Every line holding "expected" should be copied from the records below.

Segment Start: Input

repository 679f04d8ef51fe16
//! Off-axis selection driver
//!
//! Usage: `offaxis_selection <config file> <events file> [output prefix]`
//!
//! Reads a selection configuration and a JSON-lines event file, runs the
//! selection, and writes `<prefix>.summary`, `<prefix>.times` and
//! `<prefix>.json` (the prefix defaults to "selection").
//!
//! Log verbosity is controlled by the `RUST_LOG` environment variable and
//! defaults to `info`.

use eyre::{bail, WrapErr};
use offaxis_selection::{
    config::Configuration,
    input::EventReader,
    output,
    scheduling::{self, StopFlag},
    Result,
};
use std::{fs::File, io::BufReader, time::Instant};

/// This will act as our main function, with suitable error handling
fn main() -> Result<()> {
    env_logger::Builder::from_env(env_logger::Env::default().default_filter_or("info")).init();

    // ### COMMAND LINE ###

    let args = std::env::args().skip(1).collect::<Vec<_>>();
    let (config_path, events_path, prefix) = match &args[..] {
        [config, events] => (config, events, "selection"),
        [config, events, prefix] => (config, events, &prefix[..]),
        _ => bail!("Usage: offaxis_selection <config file> <events file> [output prefix]"),
    };

    // ### CONFIGURATION READOUT ###

    let cfg = Configuration::load(config_path).wrap_err("Failed to load the configuration")?;

    // ### SELECTION EXECUTION ###

    // Start the clock after configuration I/O, to avoid IO-induced timing
    // fluctuations
    let saved_time = Instant::now();

    let events_file = File::open(events_path)
        .wrap_err_with(|| format!("Failed to open event file {events_path}"))?;
    let events = EventReader::new(BufReader::new(events_file));
    let stop = StopFlag::new();
    let results = scheduling::run_selection(&cfg, events, &stop)
        .wrap_err("Failed to set up the selection")?;

    // ### RESULTS STORAGE ###

    let elapsed_time = saved_time.elapsed();
    output::dump_results(&results, prefix, elapsed_time).wrap_err("Failed to output the results")?;
    Ok(())
}
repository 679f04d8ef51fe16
//! Basic numerical concepts used throughout the crate

#![allow(missing_docs)]

// Floating-point precision is configured here
#[cfg(feature = "f32")]
pub type Float = f32;
#[cfg(feature = "f32")]
pub use std::f32 as reals;
#[cfg(not(feature = "f32"))]
pub type Float = f64;
#[cfg(not(feature = "f32"))]
pub use std::f64 as reals;

/// Tolerance used when comparing floating-point results in tests
#[cfg(test)]
pub const TEST_EPSILON: Float = if cfg!(feature = "f32") { 1e-3 } else { 1e-9 };
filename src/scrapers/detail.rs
use once_cell::sync::Lazy;
use scraper::{Html, Selector};

use crate::error::{ExtractError, Result};
use crate::models::{CpuDetail, MemorySupport};
use crate::parsers::document::{
    find_by_text, following_siblings, parent_element, parse, selector, tag_name, text_of,
};
use crate::parsers::{parse_ddr_generation, parse_pcie, parse_power_rating, parse_rated_speed};

pub const PCIE_CAPTION: &str = "PCI-Express:";
pub const MEMORY_CAPTION: &str = "Memory Support:";
pub const RATED_SPEED_CAPTION: &str = "Rated Speed:";
pub const TDP_TERM: &str = "TDP";

static TH: Lazy<Selector> = Lazy::new(|| selector("th"));
static TD: Lazy<Selector> = Lazy::new(|| selector("td"));
static DT: Lazy<Selector> = Lazy::new(|| selector("dt"));

pub fn parse_cpu_detail(html: &str) -> Result<CpuDetail> {
    let document = parse(html);

    let pcie = parse_pcie(&caption_value(&document, PCIE_CAPTION)?)?;
    let memory = MemorySupport {
        ddr_generation: parse_ddr_generation(&caption_value(&document, MEMORY_CAPTION)?)?,
        speed_mts: parse_rated_speed(&caption_value(&document, RATED_SPEED_CAPTION)?)?,
    };

    Ok(CpuDetail { pcie, memory })
}

pub fn parse_gpu_power_rating(html: &str) -> Result<u32> {
    let document = parse(html);

    let term = find_by_text(&document, &DT, TDP_TERM)
        .ok_or_else(|| ExtractError::MissingLabel(TDP_TERM.to_string()))?;
    let definition = following_siblings(term)
        .find(|sibling| tag_name(sibling) == "dd")
        .ok_or(ExtractError::MissingMarkup("dd after TDP"))?;

    parse_power_rating(&text_of(definition))
}

/// Trimmed text of the `td` sharing a row with the `th` captioned `caption`.
fn caption_value(document: &Html, caption: &str) -> Result<String> {
    let missing = || ExtractError::MissingLabel(caption.to_string());

    let header = find_by_text(document, &TH, caption).ok_or_else(missing)?;
    let value = parent_element(header)
        .and_then(|row| row.select(&TD).next())
        .ok_or_else(missing)?;

    Ok(text_of(value))
}

#[cfg(test)]
mod tests {
    use super::*;

    const CPU_PAGE: &str = r#"
        <html><body>
        <section class="details"><h1>Processor</h1>
          <table>
            <tr><th>Socket:</th><td>AMD Socket AM4</td></tr>
            <tr><th>PCI-Express:</th><td>
              Gen 4, 24 Lanes<br>(CPU only)
            </td></tr>
          </table>
          <table>
            <tr><th>Memory Support:</th><td>DDR4</td></tr>
            <tr><th>Rated Speed:</th><td>3200 MHz</td></tr>
          </table>
        </section>
        </body></html>"#;

    #[test]
    fn cpu_page_yields_bus_and_memory() {
        let detail = parse_cpu_detail(CPU_PAGE).unwrap();
        assert_eq!(detail.pcie.generation, 4.0);
        assert_eq!(detail.pcie.lanes, 24);
        assert_eq!(detail.memory.ddr_generation, 4);
        assert_eq!(detail.memory.speed_mts, 3200);
    }

    #[test]
    fn missing_caption_is_fatal() {
        let page = CPU_PAGE.replace("Rated Speed:", "Speed:");
        assert!(matches!(
            parse_cpu_detail(&page),
            Err(ExtractError::MissingLabel(label)) if label == RATED_SPEED_CAPTION
        ));
    }

    #[test]
    fn unparsable_value_is_fatal() {
        let page = CPU_PAGE.replace("3200 MHz", "N/A");
        assert!(matches!(
            parse_cpu_detail(&page),
            Err(ExtractError::DetailParse { field: "rated memory speed", .. })
        ));
    }

    #[test]
    fn gpu_tdp_from_definition_list() {
        let page = r#"<dl class="clearfix"><dt>Board Design</dt><dd>Dual-slot</dd>
                      <dt>TDP</dt>
                      <dd>65 W</dd></dl>"#;
        assert_eq!(parse_gpu_power_rating(page).unwrap(), 65);
    }

    #[test]
    fn gpu_tdp_absent_or_unknown() {
        assert!(matches!(
            parse_gpu_power_rating("<dl><dt>Slot Width</dt><dd>Dual-slot</dd></dl>"),
            Err(ExtractError::MissingLabel(_))
        ));
        assert!(matches!(
            parse_gpu_power_rating("<dl><dt>TDP</dt><dd>unknown</dd></dl>"),
            Err(ExtractError::DetailParse { field: "TDP", .. })
        ));
    }
}
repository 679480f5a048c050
use anyhow::{anyhow, Context, Result};
use async_trait::async_trait;
use chrono::Utc;
use rusqlite::{params, Connection};
use std::sync::{Arc, Mutex, MutexGuard};
use tracing::info;

use crate::models::{ComponentKind, FilterVocabulary};
use crate::storage::FilterStore;

pub struct SqliteStorage {
    conn: Arc<Mutex<Connection>>,
}

impl SqliteStorage {
    pub async fn new(db_path: &str) -> Result<Self> {
        let conn = Connection::open(db_path).context("Failed to open SQLite database")?;
        Ok(Self::from_connection(conn))
    }

    pub fn in_memory() -> Result<Self> {
        let conn = Connection::open_in_memory()
            .context("Failed to open in-memory SQLite database")?;
        Ok(Self::from_connection(conn))
    }

    fn from_connection(conn: Connection) -> Self {
        Self {
            conn: Arc::new(Mutex::new(conn)),
        }
    }

    fn lock(&self) -> Result<MutexGuard<'_, Connection>> {
        self.conn.lock().map_err(|_| anyhow!("SQLite connection lock poisoned"))
    }
}

#[async_trait]
impl FilterStore for SqliteStorage {
    async fn migrate(&self) -> Result<()> {
        let conn = self.lock()?;

        // Fields live in their own table so a field with no options survives
        // a round trip.
        conn.execute_batch(
            "CREATE TABLE IF NOT EXISTS filter_fields (
                kind TEXT NOT NULL,
                field TEXT NOT NULL,
                discovered_at TEXT NOT NULL,
                PRIMARY KEY (kind, field)
            );
            CREATE TABLE IF NOT EXISTS filter_options (
                kind TEXT NOT NULL,
                field TEXT NOT NULL,
                value TEXT NOT NULL,
                PRIMARY KEY (kind, field, value)
            );
            CREATE INDEX IF NOT EXISTS idx_filter_options_kind ON filter_options(kind);",
        )?;

        info!("Database migration completed");
        Ok(())
    }

    async fn save_vocabulary(
        &self,
        kind: ComponentKind,
        vocabulary: &FilterVocabulary,
    ) -> Result<()> {
        let mut conn = self.lock()?;
        let tx = conn.transaction()?;
        let discovered_at = Utc::now().to_rfc3339();

        tx.execute("DELETE FROM filter_options WHERE kind = ?1", params![kind.key()])?;
        tx.execute("DELETE FROM filter_fields WHERE kind = ?1", params![kind.key()])?;

        for (field, options) in vocabulary.fields() {
            tx.execute(
                "INSERT INTO filter_fields (kind, field, discovered_at) VALUES (?1, ?2, ?3)",
                params![kind.key(), field, discovered_at],
            )?;
            for value in options {
                tx.execute(
                    "INSERT OR IGNORE INTO filter_options (kind, field, value) VALUES (?1, ?2, ?3)",
                    params![kind.key(), field, value],
                )?;
            }
        }

        tx.commit()?;
        info!("Stored {} filter fields for {}", vocabulary.len(), kind);
        Ok(())
    }

    async fn load_vocabulary(&self, kind: ComponentKind) -> Result<Option<FilterVocabulary>> {
        let conn = self.lock()?;

        let mut fields = conn.prepare("SELECT field FROM filter_fields WHERE kind = ?1")?;
        let field_names = fields
            .query_map(params![kind.key()], |row| row.get::<_, String>(0))?
            .collect::<rusqlite::Result<Vec<_>>>()?;

        if field_names.is_empty() {
            return Ok(None);
        }

        let mut vocabulary = FilterVocabulary::new();
        for field in &field_names {
            vocabulary.insert_field(field.as_str(), Vec::<String>::new());
        }

        let mut options = conn.prepare("SELECT field, value FROM filter_options WHERE kind = ?1")?;
        let rows = options.query_map(params![kind.key()], |row| {
            Ok((row.get::<_, String>(0)?, row.get::<_, String>(1)?))
        })?;
        for row in rows {
            let (field, value) = row?;
            vocabulary.insert_field(field, [value]);
        }

        Ok(Some(vocabulary))
    }
}

#[cfg(test)]
mod tests {
    use super::*;
    use pretty_assertions::assert_eq;

    fn vocabulary() -> FilterVocabulary {
        let mut vocabulary = FilterVocabulary::new();
        vocabulary.insert_field("mfgr", ["AMD", "Intel"]);
        vocabulary.insert_field("igp", Vec::<String>::new());
        vocabulary
    }

    #[tokio::test]
    async fn vocabulary_survives_round_trip() {
        let storage = SqliteStorage::in_memory().unwrap();
        storage.migrate().await.unwrap();

        assert_eq!(storage.load_vocabulary(ComponentKind::Cpu).await.unwrap(), None);

        storage.save_vocabulary(ComponentKind::Cpu, &vocabulary()).await.unwrap();
        assert_eq!(
            storage.load_vocabulary(ComponentKind::Cpu).await.unwrap(),
            Some(vocabulary())
        );
        assert_eq!(storage.load_vocabulary(ComponentKind::Gpu).await.unwrap(), None);
    }

    #[tokio::test]
    async fn save_replaces_previous_snapshot() {
        let storage = SqliteStorage::in_memory().unwrap();
        storage.migrate().await.unwrap();
        storage.save_vocabulary(ComponentKind::Gpu, &vocabulary()).await.unwrap();

        let mut newer = FilterVocabulary::new();
        newer.insert_field("mfgr", ["NVIDIA"]);
        storage.save_vocabulary(ComponentKind::Gpu, &newer).await.unwrap();

        assert_eq!(storage.load_vocabulary(ComponentKind::Gpu).await.unwrap(), Some(newer));
    }
}
pub mod component;
pub mod detail;
pub mod filters;

pub use component::*;
pub use detail::*;
pub use filters::*;
use thiserror::Error;

use crate::utils::http::FetchError;

/// Failures of the extraction pipeline.
///
/// The first four variants describe caller input that can be corrected and
/// retried; everything else means the fetched page did not have the shape the
/// extractors rely on.
#[derive(Debug, Error)]
pub enum ExtractError {
    #[error("updating {0} is not possible: no listing page is configured for it")]
    UnsupportedComponent(String),

    #[error("you can't sort by {0}")]
    InvalidSortKey(String),

    #[error("there is no such filter as {0}")]
    UnknownFilter(String),

    #[error("there is no such option as {value} in filter {field}")]
    InvalidFilterValue { field: String, value: String },

    #[error("page is missing expected markup: {0}")]
    MissingMarkup(&'static str),

    #[error("label {0:?} not found on detail page")]
    MissingLabel(String),

    #[error("could not parse {field} from {value:?}")]
    DetailParse { field: &'static str, value: String },

    #[error("listing row {row} has {found} cells but the header has {expected}")]
    RowShape {
        row: usize,
        expected: usize,
        found: usize,
    },

    #[error("listing row {row} has no detail link")]
    MissingLink { row: usize },

    #[error("listing table has {found} rows, expected at least {expected} non-data rows")]
    RowLayout { expected: usize, found: usize },

    #[error("listing header {0:?} appears more than once")]
    DuplicateHeader(String),

    #[error(transparent)]
    Fetch(#[from] FetchError),
}

impl ExtractError {
    /// True for failures caused by the request itself rather than the page.
    pub fn is_input_error(&self) -> bool {
        matches!(
            self,
            ExtractError::UnsupportedComponent(_)
                | ExtractError::InvalidSortKey(_)
                | ExtractError::UnknownFilter(_)
                | ExtractError::InvalidFilterValue { .. }
        )
    }
}

pub type Result<T> = std::result::Result<T, ExtractError>;
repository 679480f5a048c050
//! Grammar for the "PCI-Express:" value of a CPU detail page.
//!
//! ```text
//! value   := clauses [ "(" fallback ")" ]
//! clauses := clause { ", " clause }
//! ```
//! The generation is the last decimal token of the first clause; the lane
//! count is the first `x<N>` token of the last clause, or its first token
//! when no such token exists. The parenthesised fallback mode is ignored.

use once_cell::sync::Lazy;
use regex::Regex;

use crate::error::{ExtractError, Result};
use crate::models::PcieLink;

static LANE_TOKEN: Lazy<Regex> =
    Lazy::new(|| Regex::new(r"^[xX]\d+$").expect("Invalid lane token regex"));

pub fn parse_pcie(text: &str) -> Result<PcieLink> {
    let primary = text.split_once('(').map_or(text, |(head, _)| head);
    let clauses: Vec<&str> = primary
        .split(", ")
        .map(str::trim)
        .filter(|clause| !clause.is_empty())
        .collect();

    let (Some(first), Some(last)) = (clauses.first(), clauses.last()) else {
        return Err(parse_error("PCI-Express", text));
    };

    Ok(PcieLink {
        generation: parse_generation(first)?,
        lanes: parse_lanes(last)?,
    })
}

/// `"Gen 4.0"` -> `4.0`, `"PCIe 4.0 x16"` -> `4.0`.
pub fn parse_generation(clause: &str) -> Result<f32> {
    clause
        .split_whitespace()
        .filter(|token| !LANE_TOKEN.is_match(token))
        .last()
        .map(strip_leading_non_digits)
        .and_then(|token| token.parse::<f32>().ok())
        .ok_or_else(|| parse_error("PCI-Express generation", clause))
}

/// `"x16"` -> `16`, `"24 Lanes"` -> `24`.
pub fn parse_lanes(clause: &str) -> Result<u32> {
    let tokens: Vec<&str> = clause.split_whitespace().collect();
    tokens
        .iter()
        .find(|token| LANE_TOKEN.is_match(token))
        .or_else(|| tokens.first())
        .map(|token| strip_leading_non_digits(token))
        .and_then(|token| token.parse::<u32>().ok())
        .ok_or_else(|| parse_error("PCI-Express lanes", clause))
}

fn strip_leading_non_digits(token: &str) -> &str {
    token.trim_start_matches(|c: char| !c.is_ascii_digit())
}

fn parse_error(field: &'static str, value: &str) -> ExtractError {
    ExtractError::DetailParse {
        field,
        value: value.to_string(),
    }
}

#[cfg(test)]
mod tests {
    use super::*;

    #[test]
    fn drops_parenthesised_fallback() {
        let link = parse_pcie("PCIe 4.0 x16 (x4 3.0)").unwrap();
        assert_eq!(link.generation, 4.0);
        assert_eq!(link.lanes, 16);
    }

    #[test]
    fn comma_separated_generation_and_lane_count() {
        let link = parse_pcie("Gen 4, 24 Lanes (CPU only)").unwrap();
        assert_eq!(link.generation, 4.0);
        assert_eq!(link.lanes, 24);

        let link = parse_pcie("Gen 5.0, x20").unwrap();
        assert_eq!(link.generation, 5.0);
        assert_eq!(link.lanes, 20);
    }

    #[test]
    fn rejects_text_without_numbers() {
        assert!(matches!(
            parse_pcie("N/A"),
            Err(ExtractError::DetailParse { field: "PCI-Express generation", .. })
        ));
        assert!(parse_pcie("(x4 3.0)").is_err());
        assert!(parse_pcie("Gen 4, many Lanes").is_err());
    }
}
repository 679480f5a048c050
pub mod http;
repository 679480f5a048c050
use serde::{Deserialize, Serialize};
use std::collections::{BTreeMap, BTreeSet};

/// Filter field identifier to the option values the listing page offers for
/// it. A snapshot of the live page; fields may come and go upstream.
#[derive(Debug, Clone, PartialEq, Eq, Default, Serialize, Deserialize)]
pub struct FilterVocabulary {
    fields: BTreeMap<String, BTreeSet<String>>,
}

impl FilterVocabulary {
    pub fn new() -> Self {
        Self::default()
    }

    /// Registers a field even when `options` is empty.
    pub fn insert_field<I, S>(&mut self, field: impl Into<String>, options: I)
    where
        I: IntoIterator<Item = S>,
        S: Into<String>,
    {
        self.fields
            .entry(field.into())
            .or_default()
            .extend(options.into_iter().map(Into::into));
    }

    pub fn options(&self, field: &str) -> Option<&BTreeSet<String>> {
        self.fields.get(field)
    }

    pub fn contains_field(&self, field: &str) -> bool {
        self.fields.contains_key(field)
    }

    pub fn fields(&self) -> impl Iterator<Item = (&str, &BTreeSet<String>)> {
        self.fields.iter().map(|(k, v)| (k.as_str(), v))
    }

    pub fn len(&self) -> usize {
        self.fields.len()
    }

    pub fn is_empty(&self) -> bool {
        self.fields.is_empty()
    }
}

/// Caller-chosen filter values, kept in insertion order so the query string
/// reflects the order the caller gave them.
#[derive(Debug, Clone, PartialEq, Eq, Default, Serialize, Deserialize)]
pub struct FilterSelection(Vec<(String, String)>);

impl FilterSelection {
    pub fn new() -> Self {
        Self::default()
    }

    pub fn insert(&mut self, field: impl Into<String>, value: impl Into<String>) {
        let field = field.into();
        let value = value.into();
        match self.0.iter_mut().find(|(f, _)| *f == field) {
            Some(slot) => slot.1 = value,
            None => self.0.push((field, value)),
        }
    }

    pub fn iter(&self) -> impl Iterator<Item = (&str, &str)> {
        self.0.iter().map(|(f, v)| (f.as_str(), v.as_str()))
    }

    pub fn is_empty(&self) -> bool {
        self.0.is_empty()
    }
}

impl<K: Into<String>, V: Into<String>> FromIterator<(K, V)> for FilterSelection {
    fn from_iter<T: IntoIterator<Item = (K, V)>>(iter: T) -> Self {
        let mut selection = FilterSelection::new();
        for (field, value) in iter {
            selection.insert(field, value);
        }
        selection
    }
}

#[cfg(test)]
mod tests {
    use super::*;

    #[test]
    fn empty_fields_are_kept() {
        let mut vocabulary = FilterVocabulary::new();
        vocabulary.insert_field("mfgr", ["AMD", "Intel"]);
        vocabulary.insert_field("igp", Vec::<String>::new());

        assert_eq!(vocabulary.len(), 2);
        assert!(vocabulary.options("igp").unwrap().is_empty());
        assert!(vocabulary.options("mfgr").unwrap().contains("AMD"));
    }

    #[test]
    fn selection_preserves_order_and_replaces_duplicates() {
        let selection: FilterSelection =
            [("socket", "AM4"), ("mfgr", "AMD"), ("socket", "AM5")].into_iter().collect();
        assert_eq!(
            selection.iter().collect::<Vec<_>>(),
            vec![("socket", "AM5"), ("mfgr", "AMD")]
        );
    }
}
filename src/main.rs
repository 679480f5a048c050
use anyhow::{bail, Context, Result};
use std::sync::Arc;

use tpu_specs::{
    ComponentKind, Config, FilterSelection, FilterStore, HttpFetcher, SortKey, SpecsScraper,
    SqliteStorage,
};

const USAGE: &str = "usage:
  tpu-specs filters <cpu|gpu>
  tpu-specs list <cpu|gpu> [name|released|generation] [field=value ...]
  tpu-specs cpu-detail <url>
  tpu-specs gpu-tdp <url>";

#[tokio::main]
async fn main() -> Result<()> {
    tracing_subscriber::fmt()
        .with_writer(std::io::stderr)
        .with_env_filter(
            tracing_subscriber::EnvFilter::from_default_env()
                .add_directive("tpu_specs=info".parse()?),
        )
        .init();

    let config = Arc::new(Config::load().context("Failed to load configuration")?);
    let fetcher = HttpFetcher::new(&config)?;
    let scraper = SpecsScraper::new(config.clone(), fetcher);

    let args: Vec<String> = std::env::args().skip(1).collect();
    let Some((command, rest)) = args.split_first() else {
        bail!(USAGE);
    };

    let output = match (command.as_str(), rest) {
        ("filters", [kind]) => {
            let kind: ComponentKind = kind.parse()?;
            let vocabulary = scraper.discover_filters(kind).await?;

            let storage = open_storage(&config).await?;
            storage.save_vocabulary(kind, &vocabulary).await?;
            serde_json::to_string_pretty(&vocabulary)?
        }
        ("list", [kind, rest @ ..]) => {
            let (sort, filters) = match rest.split_first() {
                Some((sort, filters)) if !sort.contains('=') => (sort.as_str(), filters),
                _ => (SortKey::default().as_str(), rest),
            };
            let selection = parse_selection(filters)?;
            let storage = open_storage(&config).await?;
            let list = scraper
                .list_components_with_store(kind, selection.as_ref(), sort, &storage)
                .await?;
            serde_json::to_string_pretty(&list)?
        }
        ("cpu-detail", [link]) => serde_json::to_string_pretty(&scraper.cpu_detail(link).await?)?,
        ("gpu-tdp", [link]) => scraper.gpu_power_rating(link).await?.to_string(),
        _ => bail!(USAGE),
    };

    println!("{output}");
    Ok(())
}

async fn open_storage(config: &Config) -> Result<SqliteStorage> {
    let storage = SqliteStorage::new(&config.database_path).await?;
    storage.migrate().await?;
    Ok(storage)
}

fn parse_selection(pairs: &[String]) -> Result<Option<FilterSelection>> {
    if pairs.is_empty() {
        return Ok(None);
    }
    pairs
        .iter()
        .map(|pair| match pair.split_once('=') {
            Some((field, value)) => Ok((field.to_string(), value.to_string())),
            None => bail!("expected field=value, got {pair:?}"),
        })
        .collect::<Result<FilterSelection>>()
        .map(Some)
}
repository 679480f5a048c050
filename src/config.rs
use serde::{Deserialize, Serialize};
use std::collections::HashMap;
use url::Url;

use crate::models::ComponentKind;

pub const DEFAULT_BASE_URL: &str = "https://www.techpowerup.com";
const DEFAULT_USER_AGENT: &str = concat!(
    "Mozilla/5.0 (Windows NT 10.0; Win64; x64) AppleWebKit/537.36 ",
    "(KHTML, like Gecko) Chrome/108.0.0.0 Safari/537.36"
);

#[derive(Debug, Clone, Serialize, Deserialize)]
pub struct Config {
    pub base_url: String,
    /// Listing page path per category, relative to `base_url`. A category
    /// missing here cannot be listed.
    pub categories: HashMap<String, String>,
    pub user_agent: String,
    pub request_timeout_seconds: u64,
    pub max_retries: u32,
    pub database_path: String,
}

impl Default for Config {
    fn default() -> Self {
        let mut categories = HashMap::new();
        for (kind, path) in [
            (ComponentKind::Cpu, "/cpu-specs/"),
            (ComponentKind::Gpu, "/gpu-specs/"),
        ] {
            categories.insert(kind.key().to_string(), path.to_string());
        }

        Self {
            base_url: DEFAULT_BASE_URL.to_string(),
            categories,
            user_agent: DEFAULT_USER_AGENT.to_string(),
            request_timeout_seconds: 25,
            max_retries: 3,
            database_path: "tpu_specs.db".to_string(),
        }
    }
}

impl Config {
    /// Defaults, then `tpu_specs.toml` if present, then `TPU_SPECS_*`
    /// environment variables (`TPU_SPECS_CATEGORIES__CPU=/cpu-specs/`).
    pub fn load() -> Result<Self, config::ConfigError> {
        let defaults = Config::default();
        let mut builder = config::Config::builder()
            .set_default("base_url", defaults.base_url)?
            .set_default("user_agent", defaults.user_agent)?
            .set_default(
                "request_timeout_seconds",
                defaults.request_timeout_seconds as i64,
            )?
            .set_default("max_retries", defaults.max_retries as i64)?
            .set_default("database_path", defaults.database_path)?;

        for (kind, path) in defaults.categories {
            builder = builder.set_default(format!("categories.{}", kind), path)?;
        }

        builder
            .add_source(config::File::with_name("tpu_specs").required(false))
            .add_source(
                config::Environment::with_prefix("TPU_SPECS")
                    .prefix_separator("_")
                    .separator("__"),
            )
            .build()?
            .try_deserialize()
    }

    /// Absolute listing URL for `kind`, if one is configured.
    pub fn listing_url(&self, kind: ComponentKind) -> Option<String> {
        self.categories
            .get(kind.key())
            .map(|path| join_base_url(&self.base_url, path))
    }
}

/// Prefixes a site path with `base_url`, keeping any path the base carries.
/// Absolute URLs are returned unchanged.
pub fn join_base_url(base_url: &str, path: &str) -> String {
    if Url::parse(path).is_ok() {
        return path.to_string();
    }
    let base = base_url.trim_end_matches('/');
    match path.strip_prefix('/') {
        Some(_) => format!("{base}{path}"),
        None => format!("{base}/{path}"),
    }
}

#[cfg(test)]
mod tests {
    use super::*;

    #[test]
    fn default_listing_urls() {
        let config = Config::default();
        assert_eq!(
            config.listing_url(ComponentKind::Cpu).as_deref(),
            Some("https://www.techpowerup.com/cpu-specs/")
        );
        assert_eq!(
            config.listing_url(ComponentKind::Gpu).as_deref(),
            Some("https://www.techpowerup.com/gpu-specs/")
        );
    }

    #[test]
    fn unconfigured_category_has_no_url() {
        let mut config = Config::default();
        config.categories.remove("gpu");
        assert_eq!(config.listing_url(ComponentKind::Gpu), None);
    }

    #[test]
    fn site_paths_keep_base_path() {
        assert_eq!(
            join_base_url("https://mirror.test/tpu/", "/cpu-specs/a.c1"),
            "https://mirror.test/tpu/cpu-specs/a.c1"
        );
        assert_eq!(
            join_base_url("https://mirror.test/tpu", "cpu-specs/a.c1"),
            "https://mirror.test/tpu/cpu-specs/a.c1"
        );
        assert_eq!(
            join_base_url("https://mirror.test/tpu", "https://cdn.test/x.c1"),
            "https://cdn.test/x.c1"
        );
    }
}
//! Structured CPU/GPU records from the TechPowerUp specs database.
//!
//! [`SpecsScraper`] discovers the filter vocabulary of a category, turns a
//! filtered listing into [`ComponentRecord`]s and pulls typed attributes out
//! of detail pages. Fetching and persistence sit behind [`PageFetcher`] and
//! [`FilterStore`].

pub mod config;
pub mod error;
pub mod models;
pub mod parsers;
pub mod scrapers;
pub mod storage;
pub mod utils;

pub use config::Config;
pub use error::{ExtractError, Result};
pub use models::*;
pub use scrapers::{socket_name, SpecsScraper};
pub use storage::{FilterStore, SqliteStorage};
pub use utils::http::{FetchError, HttpFetcher, PageFetcher};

Segment End: Input

▶ _Solution for this exercise_
    #[error("page is missing expected markup: {0}")]
    #[error("listing row {row} has {found} cells but the header has {expected}")]
        expected: usize,
    #[error("listing table has {found} rows, expected at least {expected} non-data rows")]
    RowLayout { expected: usize, found: usize },
            None => bail!("expected field=value, got {pair:?}"),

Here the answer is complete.